Dezentrale Produktionssteuerung: Am Praxisbeispiel des Speziallackherstellers und des Gehäusefertigers lassen sich die Abläufe in einem intelligenten Produktionssystem nachvollziehen

Die Chance von Industrie 4.0 liegt in der Konsequenz, mit der Produktionsanlagen und -prozesse mit Lösungen aus der Informations- und Kommunikationsbranche verbunden werden. So entsteht etwas völlig Neues. Im Kern weist Industrie 4.0 fünf zentrale Paradigmen auf. Veranschaulichen lassen sie sich anhand eines anonymisierten, aber konkreten Beispiels - der Kooperation zwischen einem Hersteller für Speziallacke und einem Gehäuseproduzenten für die Automobilherstellung.

Paradigma 1: Horizontale und vertikale Integration aufeinander abgestimmter Prozesse und IT-Systeme statt unabhängig agierender Einzellösungen

IT-Systeme, die für unterschiedliche Prozessschritte der Unternehmenssteuerung (Material-, Energie- und Informationsfluss) zuständig sind, werden sowohl innerhalb eines Unternehmens als auch unternehmensübergreifend miteinander verbunden. Gleichzeitig kommunizieren IT-Systeme auf unterschiedlichen Hierarchieebenen (ERP, MES, Zellsysteme) lösungsorientiert miteinander.
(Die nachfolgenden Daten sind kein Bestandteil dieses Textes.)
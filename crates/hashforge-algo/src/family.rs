//! Family classification: groups algorithm identifiers by shared
//! memory-footprint and intensity characteristics.

use crate::id::AlgorithmId;

/// A group of algorithm variants sharing memory/resource characteristics.
#[derive(Debug, Clone, Copy, PartialEq, Eq, Hash)]
pub enum Family {
    /// CryptoNight base family, 2 MiB scratchpad.
    Cn,
    /// CryptoNight-Lite, 1 MiB scratchpad.
    #[cfg(feature = "cn-lite")]
    CnLite,
    /// CryptoNight-Heavy, 4 MiB scratchpad.
    #[cfg(feature = "cn-heavy")]
    CnHeavy,
    /// CryptoNight-Pico, 256 KiB scratchpad.
    #[cfg(feature = "cn-pico")]
    CnPico,
    /// CryptoNight-ExtremeLite, 128 KiB scratchpad.
    #[cfg(feature = "cn-extremelite")]
    CnExtremeLite,
    /// RandomX: random-execution algorithms with per-variant dataset sizes.
    #[cfg(feature = "randomx")]
    RandomX,
    /// Argon2: memory-hard key-derivation algorithms.
    #[cfg(feature = "argon2")]
    Argon2,
    /// Sentinel ids and nothing else. A compiled-in algorithm can never
    /// reach this tag: the classifier match below is exhaustive with no
    /// wildcard arm, so an unmapped variant is a compile error.
    Unknown,
}

impl Family {
    /// Classify an identifier. Total over the full id range, including
    /// both sentinels; pure and side-effect-free.
    pub fn of(id: AlgorithmId) -> Family {
        use AlgorithmId::*;

        match id {
            Cn0 | Cn1 | Cn2 | CnR | CnWow | CnFast | CnHalf | CnXao | CnRto
            | CnRwz | CnZls | CnDouble | CnConceal => Family::Cn,
            #[cfg(feature = "cn-gpu")]
            CnGpu => Family::Cn,

            #[cfg(feature = "cn-lite")]
            CnLite0 | CnLite1 => Family::CnLite,

            #[cfg(feature = "cn-heavy")]
            CnHeavy0 | CnHeavyTube | CnHeavyXhv => Family::CnHeavy,

            #[cfg(feature = "cn-pico")]
            CnPico0 => Family::CnPico,

            #[cfg(feature = "cn-extremelite")]
            CnExtremeLite0 => Family::CnExtremeLite,

            #[cfg(feature = "randomx")]
            Rx0 | RxWow | RxLoki | RxArq => Family::RandomX,

            #[cfg(feature = "argon2")]
            Ar2Chukwa | Ar2Wrkz => Family::Argon2,

            Invalid | Max => Family::Unknown,
        }
    }

    /// Whether this is one of the CryptoNight families.
    pub fn is_cn(self) -> bool {
        match self {
            Family::Cn => true,
            #[cfg(feature = "cn-lite")]
            Family::CnLite => true,
            #[cfg(feature = "cn-heavy")]
            Family::CnHeavy => true,
            #[cfg(feature = "cn-pico")]
            Family::CnPico => true,
            #[cfg(feature = "cn-extremelite")]
            Family::CnExtremeLite => true,
            _ => false,
        }
    }
}

#[cfg(test)]
mod tests {
    use super::*;

    #[test]
    fn test_every_compiled_id_is_classified() {
        for &id in AlgorithmId::all() {
            assert_ne!(
                Family::of(id),
                Family::Unknown,
                "{id:?} must belong to a family"
            );
        }
    }

    #[test]
    fn test_sentinels_are_unknown() {
        assert_eq!(Family::of(AlgorithmId::Invalid), Family::Unknown);
        assert_eq!(Family::of(AlgorithmId::Max), Family::Unknown);
    }

    #[test]
    fn test_base_family() {
        assert_eq!(Family::of(AlgorithmId::Cn0), Family::Cn);
        assert_eq!(Family::of(AlgorithmId::CnConceal), Family::Cn);
        assert!(Family::of(AlgorithmId::Cn1).is_cn());
    }

    #[test]
    #[cfg(feature = "randomx")]
    fn test_randomx_family_is_not_cn() {
        assert_eq!(Family::of(AlgorithmId::RxWow), Family::RandomX);
        assert!(!Family::RandomX.is_cn());
    }

    #[test]
    #[cfg(feature = "argon2")]
    fn test_argon2_family() {
        assert_eq!(Family::of(AlgorithmId::Ar2Chukwa), Family::Argon2);
        assert_eq!(Family::of(AlgorithmId::Ar2Wrkz), Family::Argon2);
    }
}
Praxisbeispiel: Optimierung der Logistik

Die für die Produktionssteuerung zuständigen Teams eines Speziallack- sowie eines Gehäuseherstellers analysieren ihre jeweiligen Produktionsprozesse und optimieren die Schnittstellen. Immer, wenn in der Lackieranlage des Gehäuseherstellers der Füllstand einen bestimmten Wert unterschreitet, lässt sich eine neue Lieferung auslösen.

Die Unternehmen tauschen kontinuierlich Daten aus: Den Füllstand erfassen Sensoren, die ihn umgehend an eine unternehmensübergreifende Produktionssteuerungseinheit melden. Diese generiert automatisch die Nachbestellung beim Speziallackhersteller und überwacht die Zulieferung. So kommt es zu weniger Unterbrechungen in der Produktion, und die Unternehmen sparen gleichzeitig Lagerkosten.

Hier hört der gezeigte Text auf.